2020 has not been the year any of us wanted.
Cancelled events. Plans put on pause. Uncertainty about what the future holds. And I guess that's why so many people want to pretend this is over.
Others don't have that luxury. In the last 36 hours we lost two more Victorian lives to this deadly virus. We don't yet know their names, their stories or the circumstances in which they died.
All we do know is that — except for the company and compassion of the medical staff who cared for them —they would have died alone.
No family. No friends. No holding hands. No goodbyes. Denied the last quiet moments that we all hope for.
That's how dangerous and infectious this disease is.
Thankfully, it's a fate that most Victorian families have not been asked to endure. And I think, for some, that's led to a creeping complacency.
But although today it's someone else — tomorrow it could be you, or me.
I know a lot of people aren't scared because this feels like something happening to other people in other parts of the world. But you should be scared of this. I'm scared of this. We all should be.
Yesterday, we reached a grim new milestone, the most cases in a single day. Today, we surpassed it.
It's clear we are on the cusp of our second wave — and we cannot let this virus cut through our communities.
It's why based on the advice of the Chief Health Officer, Stage 3 "Stay at Home" restrictions will be reinstated across metropolitan Melbourne and Mitchell Shire from 11:59pm on Wednesday 8 July.
For six weeks, and if you live in these areas, there'll be only four reasons to leave your home:
Shopping for food and essential items. Care and caregiving. Daily exercise. Work and study — if you can't do it from home.
Otherwise: Stay home. Stay home. Stay home. In case it needs repeating, stay home.

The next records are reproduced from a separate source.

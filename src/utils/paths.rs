//! Data / config directory resolution and version string

use std::path::PathBuf;

use directories::ProjectDirs;
use lazy_static::lazy_static;

lazy_static! {
    pub static ref PROJECT_NAME: String = env!("CARGO_CRATE_NAME").to_uppercase();
    pub static ref DATA_FOLDER: Option<PathBuf> =
        std::env::var(format!("{}_DATA", PROJECT_NAME.clone()))
            .ok()
            .map(PathBuf::from);
    pub static ref CONFIG_FOLDER: Option<PathBuf> =
        std::env::var(format!("{}_CONFIG", PROJECT_NAME.clone()))
            .ok()
            .map(PathBuf::from);
    pub static ref GIT_COMMIT_HASH: String =
        std::env::var(format!("{}_GIT_INFO", PROJECT_NAME.clone()))
            .unwrap_or_else(|_| String::from("UNKNOWN"));
    pub static ref LOG_ENV: String = format!("{}_LOGLEVEL", PROJECT_NAME.clone());
    pub static ref LOG_FILE: String = format!("{}.log", env!("CARGO_PKG_NAME"));
}

fn project_directory() -> Option<ProjectDirs> {
    ProjectDirs::from("io", "nostr", env!("CARGO_PKG_NAME"))
}

pub fn get_data_dir() -> PathBuf {
    if let Some(s) = DATA_FOLDER.clone() {
        s
    } else if let Some(proj_dirs) = project_directory() {
        proj_dirs.data_local_dir().to_path_buf()
    } else {
        PathBuf::from(".").join(".data")
    }
}

pub fn get_config_dir() -> PathBuf {
    if let Some(s) = CONFIG_FOLDER.clone() {
        s
    } else if let Some(proj_dirs) = project_directory() {
        proj_dirs.config_local_dir().to_path_buf()
    } else {
        PathBuf::from(".").join(".config")
    }
}

pub fn version() -> String {
    let author = clap::crate_authors!();

    let commit_hash = option_env!("_GIT_INFO").unwrap_or(GIT_COMMIT_HASH.as_str());

    let config_dir_path = get_config_dir().display().to_string();
    let data_dir_path = get_data_dir().display().to_string();

    format!(
        "\
{commit_hash}

Authors: {author}

Config directory: {config_dir_path}
Data directory: {data_dir_path}"
    )
}
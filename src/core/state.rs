//! Feed state
//!
//! One [`FeedState`] per mounted feed instance. The snapshot store is shared
//! between instances and lives outside the state, see
//! [`crate::domain::snapshot::SnapshotStore`].

pub mod feed;

pub use feed::{
    ErrorVisibility, FeedSettings, FeedState, FeedView, Footer, PageInfo, DEFAULT_PAGE_SIZE,
};
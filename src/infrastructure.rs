//! Infrastructure layer
//!
//! This module handles everything outside the feed itself:
//! - CLI argument processing
//! - Layered configuration
//! - Session replay against in-memory collaborators

pub mod cli;
pub mod config;
pub mod replay;
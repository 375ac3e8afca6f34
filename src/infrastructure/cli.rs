use std::path::PathBuf;

use clap::{Parser, Subcommand};

use crate::{
    domain::projection::{FeedKind, SortMode},
    utils::version,
};

#[derive(Parser, Debug)]
#[command(author, version = version(), about)]
pub struct Cli {
    #[command(subcommand)]
    pub command: Command,
}

#[derive(Subcommand, Debug)]
pub enum Command {
    /// Replay a recorded feed session and print the rendered view after each step
    Replay {
        /// Session file (JSON or JSON5)
        session: PathBuf,

        /// Initial feed kind: all, posts, replies, upvoted, downvoted, hidden
        #[arg(long, value_name = "KIND")]
        feed: Option<FeedKind>,

        /// Initial sort mode: new, old
        #[arg(long, value_name = "SORT")]
        sort: Option<SortMode>,

        /// Print one JSON object per step instead of text
        #[arg(long)]
        json: bool,
    },
}
use nostr_sdk::prelude::*;
use serde::{Deserialize, Serialize};

/// A single feed entry: a top-level post or a reply
///
/// Items are immutable once observed by the controller. The data source
/// replaces the whole collection on every update instead of mutating entries.
#[derive(Debug, Clone, PartialEq, Eq, Serialize, Deserialize)]
pub struct FeedItem {
    pub id: EventId,
    /// Present for replies, absent for top-level posts
    #[serde(default)]
    pub parent_id: Option<EventId>,
    pub created_at: Timestamp,
    pub author: PublicKey,
    #[serde(default)]
    pub content: String,
}

impl FeedItem {
    /// Build a feed item from a text note, resolving its parent from NIP-10 `e` tags
    pub fn from_event(event: &Event) -> Self {
        Self {
            id: event.id,
            parent_id: parent_id(event),
            created_at: event.created_at,
            author: event.pubkey,
            content: event.content.clone(),
        }
    }

    pub fn is_reply(&self) -> bool {
        self.parent_id.is_some()
    }

    pub fn is_post(&self) -> bool {
        self.parent_id.is_none()
    }
}

/// Resolve the event a note replies to.
///
/// The `reply` marker wins over `root`; unmarked (deprecated positional) tags
/// fall back to the last `e` tag.
fn parent_id(event: &Event) -> Option<EventId> {
    let mut root = None;
    let mut reply = None;
    let mut positional = None;

    for tag in event
        .tags
        .filter_standardized(TagKind::SingleLetter(SingleLetterTag::lowercase(
            Alphabet::E,
        )))
    {
        if let TagStandard::Event {
            event_id, marker, ..
        } = tag
        {
            match marker {
                Some(Marker::Reply) => reply = Some(*event_id),
                Some(Marker::Root) => root = Some(*event_id),
                _ => positional = Some(*event_id),
            }
        }
    }

    reply.or(root).or(positional)
}

/// Direction of a vote cast by the local account
#[derive(Debug, Clone, Copy, PartialEq, Eq, Hash, Serialize, Deserialize)]
#[serde(rename_all = "lowercase")]
pub enum VoteSign {
    Up,
    Down,
}

/// A vote cast by the local account on some item
#[derive(Debug, Clone, PartialEq, Eq, Serialize, Deserialize)]
pub struct Vote {
    pub target: EventId,
    pub sign: VoteSign,
    pub created_at: Timestamp,
}

impl Vote {
    pub fn new(target: EventId, sign: VoteSign, created_at: Timestamp) -> Self {
        Self {
            target,
            sign,
            created_at,
        }
    }

    /// Interpret a NIP-25 reaction as a vote
    ///
    /// Returns `None` for non-reaction events or reactions without an `e` tag.
    pub fn from_reaction(event: &Event) -> Option<Self> {
        if event.kind != Kind::Reaction {
            return None;
        }

        // The reacted-to event is the last `e` tag
        let target = event
            .tags
            .filter_standardized(TagKind::SingleLetter(SingleLetterTag::lowercase(
                Alphabet::E,
            )))
            .last()
            .and_then(|tag| match tag {
                TagStandard::Event { event_id, .. } => Some(*event_id),
                _ => None,
            })?;

        let sign = if event.content == "-" {
            VoteSign::Down
        } else {
            VoteSign::Up
        };

        Some(Self::new(target, sign, event.created_at))
    }
}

We are fighting a global and deadly pandemic.
This Stay at Home direction will apply to your principal place of residence — that means no escaping to holiday homes.
And because we need to limit the spread of the virus across our state, there will only be three reasons to cross the border of these metropolitan areas: Shopping for food and essential items. Care and caregiving. Work and study — if you can't do it from home.
Unless you're a local, that means no fishing trips at Lakes Entrance. No four-hour hikes in the Grampians.
Businesses in metropolitan Melbourne and Mitchell Shire will also return to Stage 3 restrictions.
Restaurants and cafes will return to takeaway and delivery services only. Beauty and personal services will need to close. Entertainment and cultural venues will need to close. Community sport will need to stop.
I know just how tough this will be for these businesses and for their workers. I promise, we'll have more to say shortly about support to help get you through.
I also understand six weeks might feel like an eternity. But it's the time our health experts tell us they need to really get on top of this thing.
Many parents, teachers and students will be worried about what happens with the school year. I can confirm that all Year 11 and Year 12 students in metropolitan Melbourne and Mitchell Shire will go back to school for Term 3 as planned, along with our special schools.
For students Prep to Year 10, we're going to extend the school holidays by one week, so we can get more advice from our health experts. But I want to be upfront and let parents know that a return to remote learning for these kids is a possibility, if that's what they tell us is safest.
For people who live in regional Victoria, where case numbers remain low, current restrictions will remain the same for now.
We've talked about this virus being like a public health bushfire. By putting a ring around metropolitan Melbourne, we're essentially putting in place a perimeter to protect regional Victorians.
This is not where any of us wanted to be, but we have to face the reality of our situation. To do anything else would have deadly consequences.
I don't take this step lightly. And I know just how deeply frustrating this is for everyone.
But I'm asking you, please talk to your families. Talk to your friends. Talk to your neighbours. Talk to your communities.
This isn't over. And until there is a vaccine or a drug or a cure, there is no such thing as "normal".
For every restriction that you break and all the health advice that you ignore — the consequence may be someone's life.
Now more than ever, we need Victorians to play their part. Lives are counting on it.